⁴ Department of Pharmacology, University of Texas Health Science Center at San Antonio, San Antonio, TX, United States.

Abstract

Organic cation transporters (OCTs) are expressed in the mammalian brain, kidney, liver, placenta, and intestines, where they facilitate the transport of cations and other substrates between extracellular fluids and cells. Despite increasing reliance on ectothermic vertebrates as alternative toxicology models, properties of their OCT homologs transporting many drugs and toxins remain poorly characterized.
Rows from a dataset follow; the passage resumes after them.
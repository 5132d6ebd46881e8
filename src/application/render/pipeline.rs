//! Request-time and prerender-time page rendering.

use std::sync::Arc;

use metrics::counter;
use tracing::{debug, error, warn};

use crate::{
    cache::{CacheKey, PageCache},
    domain::{identity::Identity, site::SiteDefinition},
};

use super::{
    templates::{RenderError, TemplateStore},
    types::{PageContext, PrerenderError, PrerenderOutcome, RenderOutcome, SkipReason},
};

const METRIC_CACHE_HIT: &str = "vellum_cache_hit_total";
const METRIC_CACHE_MISS: &str = "vellum_cache_miss_total";
const METRIC_RENDER: &str = "vellum_render_total";
const METRIC_NOT_FOUND: &str = "vellum_not_found_total";
const METRIC_CACHE_POLLUTION: &str = "vellum_cache_pollution_total";

/// Decides for each path whether to serve from cache, render, or report not found.
#[derive(Debug, Clone)]
pub struct RenderPipeline {
    site: Arc<SiteDefinition>,
    templates: Arc<TemplateStore>,
    cache: PageCache,
}

impl RenderPipeline {
    pub fn new(site: Arc<SiteDefinition>, templates: Arc<TemplateStore>, cache: PageCache) -> Self {
        Self {
            site,
            templates,
            cache,
        }
    }

    pub fn site(&self) -> &SiteDefinition {
        &self.site
    }

    pub fn templates(&self) -> &TemplateStore {
        &self.templates
    }

    pub fn cache(&self) -> &PageCache {
        &self.cache
    }

    /// Serve a live request.
    ///
    /// Only a template failure is an error. Cache I/O problems are logged and
    /// the request proceeds as if the cache were cold.
    pub async fn handle(
        &self,
        path: &str,
        identity: Option<&Identity>,
    ) -> Result<RenderOutcome, RenderError> {
        let key = CacheKey::from_path(path);

        match self.cache.read_key(&key).await {
            Ok(Some(body)) => {
                let Some(route) = self.site.routes.find(path) else {
                    if CacheKey::is_canonical_path(path) {
                        error!(
                            target = "vellum::render::pipeline",
                            path,
                            key = %key,
                            "cache entry has no matching route"
                        );
                        counter!(METRIC_CACHE_POLLUTION).increment(1);
                    } else {
                        debug!(
                            target = "vellum::render::pipeline",
                            path,
                            key = %key,
                            "unrouted alias of a cached path"
                        );
                    }
                    return Ok(self.not_found().await);
                };
                counter!(METRIC_CACHE_HIT).increment(1);
                return Ok(RenderOutcome::Cached {
                    mime: route.mime().to_string(),
                    body,
                });
            }
            Ok(None) => {
                counter!(METRIC_CACHE_MISS).increment(1);
            }
            Err(err) => {
                warn!(
                    target = "vellum::render::pipeline",
                    path,
                    error = %err,
                    "cache read failed, rendering instead"
                );
                counter!(METRIC_CACHE_MISS).increment(1);
            }
        }

        let Some(matched) = self.site.routes.match_path(path) else {
            return Ok(self.not_found().await);
        };
        let route = matched.route();

        // Cacheable output is shared by every caller, so it never sees an identity.
        let user = if route.is_cacheable() { None } else { identity };
        let context = PageContext::from_match(path, &matched, user);

        let body = match self.templates.render(route.page(), &context) {
            Ok(body) => body,
            Err(err) => {
                counter!(METRIC_RENDER, "result" => "failed").increment(1);
                error!(
                    target = "vellum::render::pipeline",
                    path,
                    page = route.page(),
                    error = %err,
                    "render failed"
                );
                return Err(err);
            }
        };
        counter!(METRIC_RENDER, "result" => "ok").increment(1);

        let mut stored = false;
        if route.is_cacheable() {
            match self.cache.write_key(&key, &body).await {
                Ok(()) => stored = true,
                Err(err) => warn!(
                    target = "vellum::render::pipeline",
                    path,
                    error = %err,
                    "failed to cache rendered page"
                ),
            }
        }

        debug!(
            target = "vellum::render::pipeline",
            path,
            page = route.page(),
            stored,
            "page rendered"
        );

        Ok(RenderOutcome::Rendered {
            mime: route.mime().to_string(),
            body,
            stored,
        })
    }

    /// Render `path` into the cache without serving it.
    ///
    /// The cache is never read. Routes that are not cacheable or are
    /// restricted are skipped.
    pub async fn prerender(&self, path: &str) -> Result<PrerenderOutcome, PrerenderError> {
        let Some(matched) = self.site.routes.match_path(path) else {
            warn!(
                target = "vellum::render::prerender",
                path, "prerender path matches no route"
            );
            return Ok(PrerenderOutcome::Skipped(SkipReason::NoRoute));
        };
        let route = matched.route();

        if route.is_restricted() {
            return Ok(PrerenderOutcome::Skipped(SkipReason::Restricted));
        }
        if !route.is_cacheable() {
            return Ok(PrerenderOutcome::Skipped(SkipReason::NotCacheable));
        }

        debug!(target = "vellum::render::prerender", path, "rendering");
        let context = PageContext::from_match(path, &matched, None);
        let body = self.templates.render(route.page(), &context)?;
        self.cache.write(path, &body).await?;
        counter!(METRIC_RENDER, "result" => "prerendered").increment(1);

        Ok(PrerenderOutcome::Stored)
    }

    /// Render the site's not-found page into its reserved cache entry.
    ///
    /// Returns `false` when the site declares no such page or the active
    /// template set does not contain it.
    pub async fn render_not_found_page(&self) -> Result<bool, PrerenderError> {
        let Some(page) = self.site.not_found_page.as_deref() else {
            return Ok(false);
        };
        if !self.templates.contains(page) {
            debug!(
                target = "vellum::render::prerender",
                page, "not-found template absent"
            );
            return Ok(false);
        }

        let body = self.templates.render(page, &PageContext::not_found(page))?;
        self.cache.write_key(&CacheKey::not_found(), &body).await?;
        Ok(true)
    }

    async fn not_found(&self) -> RenderOutcome {
        counter!(METRIC_NOT_FOUND).increment(1);
        let body = match self.cache.read_key(&CacheKey::not_found()).await {
            Ok(body) => body,
            Err(err) => {
                warn!(
                    target = "vellum::render::pipeline",
                    error = %err,
                    "failed to read cached not-found page"
                );
                None
            }
        };
        RenderOutcome::NotFound { body }
    }
}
Recently, in zebrafish (Danio rerio), two proteins with functional similarities to human OCTs were shown to be highly expressed in the liver, kidney, eye, and brain. This study is the first to characterize in vivo uptake to the brain and the high-affinity brain membrane binding of the mammalian OCT blocker 1-1'-diethyl-2,2'cyanine iodide (decynium-22 or D-22) in zebrafish. Membrane saturation binding of [³H] D-22 in pooled zebrafish whole brain versus mouse hippocampal homogenates revealed a high-affinity binding site with a K_D of 5 ± 2.5 nM and Bmax of 1974 ± 410 fmol/mg protein in the zebrafish brain, and a K_D of 3.3 ± 2.3 and Bmax of 704 ± 182 fmol/mg protein in mouse hippocampus. The binding of [³H] D-22 to brain membrane homogenates was partially blocked by the neurotoxic cation 1-methyl-4-phenylpyridinium (MPP+), a known OCT substrate. To determine if D-22 bath exposures reach the brain, zebrafish were exposed to 25 nM [³H] D-22 for 10 min, and 736 ± 68 ng/g wet weight [³H] D-22 was bound. Acute behavioral effects of D-22 in zebrafish were characterized in two anxiety-relevant tests. In the first cohort of zebrafish, 12.5, 25, or 50 mg/L D-22 had no effect on their height in the dive tank or entries and time spent in white arms of a light/dark plus maze. By contrast, 25 mg/L buspirone increased zebrafish dive tank top-dwelling (p < 0.05), an anticipated anxiolytic effect. However, a second cohort of zebrafish treated with 50 mg/L D-22 made more white arm entries, and females spent more time in white than controls. Based on these findings, it appears that D-22 bath treatments reach the zebrafish brain and have partial anxiolytic properties, reducing anti-predator dorsal camouflaging, without increasing vertical exploration. High-affinity binding of [³H] D-22 in zebrafish brain and mouse brain was similar, with nanomolar affinity, possibly at conserved OCT site(s).

Keywords: Danio rerio (zebrafish); SLC22A; anxiety; black–white plus maze; dive tank; predator avoidance; pseudoisocyanine; uptake 2 transporters.